Superforecasting

Superforecasting: The Art and Science of Prediction“Beliefs are hypotheses to be tested, not treasures to be protected.” – Philip E. Tetlock and Dan Gardner

Thinking, Fast and Slow is one of my favorite books. In it, Daniel Kahneman details how the human mind works in two modes: one fast and effortless, the other slow and laborious. You engage the slow system to split the check among three friends. The fast system works automatically, filling in blanks and recognizing patterns. It allows us operate smoothly on partial information. However, that quick judgement system can also lead us into dangerous biases and overconfidence.

In Superforecasting: The Art and Science of Prediction, Tetlock and Gardner apply the principles of behavioral economics to the practice of forecasting. Tetlock is the researcher whose previous studies led him to conclude that most expert prognosticators predicted future events no more accurately than dart-throwing chimps.

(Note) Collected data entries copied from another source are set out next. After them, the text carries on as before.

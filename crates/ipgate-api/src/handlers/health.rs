//! Health check handler.

use axum::Json;

use crate::dto::HealthResponse;

/// GET /health
pub async fn health() -> Json<HealthResponse> {
    Json(HealthResponse {
        status: "ok".to_string(),
    })
}
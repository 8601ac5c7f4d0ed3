//! Request and response bodies.

pub mod request;
pub mod response;

pub use request::LoginRequest;
pub use response::{HealthResponse, LoginResponse};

Tetlock led a major prediction effectiveness study called The Good Judgement Project (GJP). Tetlock and his co-researchers enlisted several thousand volunteers as contestants in a prediction competition. To be statistically meaningful, contestants had to make hundreds of predictions. They were of the sort… Will Scotland vote to secede from the UK? Will the Swiss examination of Yasser Arafat’s exhumed bones find traces of polonium?  

They established a system by which competitors were scored based on a combination of correctness and confidence level. They identified the top 2% as superforecasters. These people consistently predict events with much higher accuracy than everyone else.

You might expect that intelligence is the primary factor that sets the superforecasters apart from the rest, but while they were of above-average intelligence (top 20% of the population), it was the superforcaster’s ability to stay objective, counteract their own biases, and question their own beliefs that make them different and so effective. In large part, they were better at avoiding the biases identified by Kahneman.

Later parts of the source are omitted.